Exercise brief →
Find the lines of the listing that contain the string "usize", and return them.

─── Material for this exercise

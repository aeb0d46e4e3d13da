//! Preprocessor configuration.

use std::path::PathBuf;

/// Encoding used to decode source and header bytes.
#[derive(Clone, Copy, Debug, Default, PartialEq, Eq)]
pub enum Charset {
    /// UTF-8, invalid sequences replaced.
    #[default]
    Utf8,
    /// ISO-8859-1, every byte maps to the code point of the same value.
    Latin1,
}

impl Charset {
    /// Decode raw file bytes to text.
    pub fn decode(self, bytes: &[u8]) -> String {
        match self {
            Charset::Utf8 => String::from_utf8_lossy(bytes).into_owned(),
            Charset::Latin1 => bytes.iter().map(|&b| b as char).collect(),
        }
    }
}

/// Settings for a preprocessing run, built with chained `with_` calls.
///
/// ```
/// use cpplex::Config;
///
/// let config = Config::default()
///     .with_include_dir("include")
///     .with_define("VERSION 2")
///     .with_global_define("NDEBUG");
/// ```
#[derive(Clone, Debug)]
pub struct Config {
    /// Encoding of all read files.
    pub charset: Charset,
    /// Search path for include resolution, in order.
    pub include_dirs: Vec<PathBuf>,
    /// Defines seeded before unit defines, `#define` grammar without the
    /// directive keyword.
    pub global_defines: Vec<String>,
    /// Per-unit defines, seeded after [`Config::global_defines`] so they
    /// win on conflict.
    pub defines: Vec<String>,
    /// Files preprocessed before the main input, in order.
    pub force_includes: Vec<PathBuf>,
    /// When `true` (the default), unresolvable includes and unbalanced
    /// conditionals become diagnostics instead of errors.
    pub error_recovery: bool,
    /// Recursion bound for macro rescanning.
    pub max_expansion_depth: usize,
    /// Nesting bound for `#include`.
    pub max_include_depth: usize,
}

impl Default for Config {
    fn default() -> Self {
        Config {
            charset: Charset::default(),
            include_dirs: Vec::new(),
            global_defines: Vec::new(),
            defines: Vec::new(),
            force_includes: Vec::new(),
            error_recovery: true,
            max_expansion_depth: 128,
            max_include_depth: 64,
        }
    }
}

impl Config {
    /// Append a directory to the include search path.
    pub fn with_include_dir(mut self, dir: impl Into<PathBuf>) -> Self {
        self.include_dirs.push(dir.into());
        self
    }

    /// Append several directories to the include search path.
    pub fn with_include_dirs<I, P>(mut self, dirs: I) -> Self
    where
        I: IntoIterator<Item = P>,
        P: Into<PathBuf>,
    {
        self.include_dirs.extend(dirs.into_iter().map(Into::into));
        self
    }

    /// Append a unit define (`NAME`, `NAME value` or `NAME(params) value`).
    pub fn with_define(mut self, define: impl Into<String>) -> Self {
        self.defines.push(define.into());
        self
    }

    /// Append a global define, overridable by unit defines.
    pub fn with_global_define(mut self, define: impl Into<String>) -> Self {
        self.global_defines.push(define.into());
        self
    }

    /// Append a file to preprocess before the main input.
    pub fn with_force_include(mut self, path: impl Into<PathBuf>) -> Self {
        self.force_includes.push(path.into());
        self
    }

    /// Select the source encoding.
    pub fn with_charset(mut self, charset: Charset) -> Self {
        self.charset = charset;
        self
    }

    /// Enable or disable error recovery.
    pub fn with_error_recovery(mut self, recovery: bool) -> Self {
        self.error_recovery = recovery;
        self
    }

    /// Set the macro expansion recursion bound.
    pub fn with_max_expansion_depth(mut self, depth: usize) -> Self {
        self.max_expansion_depth = depth;
        self
    }

    /// Set the include nesting bound.
    pub fn with_max_include_depth(mut self, depth: usize) -> Self {
        self.max_include_depth = depth;
        self
    }
}

#[cfg(test)]
mod tests {
    use super::*;

    #[test]
    fn builder_accumulates() {
        let config = Config::default()
            .with_include_dir("a")
            .with_include_dir("b")
            .with_define("X 1")
            .with_global_define("Y 2")
            .with_error_recovery(false);
        assert_eq!(config.include_dirs.len(), 2);
        assert_eq!(config.defines, ["X 1"]);
        assert_eq!(config.global_defines, ["Y 2"]);
        assert!(!config.error_recovery);
    }

    #[test]
    fn latin1_decoding() {
        let bytes = [b'a', 0xE9, b'b'];
        assert_eq!(Charset::Latin1.decode(&bytes), "a\u{e9}b");
        assert_eq!(Charset::Utf8.decode(b"abc"), "abc");
    }
}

──────

Solution for this task →
    pub max_expansion_depth: usize,
    pub max_include_depth: usize,
    pub fn with_max_expansion_depth(mut self, depth: usize) -> Self {
    pub fn with_max_include_depth(mut self, depth: usize) -> Self {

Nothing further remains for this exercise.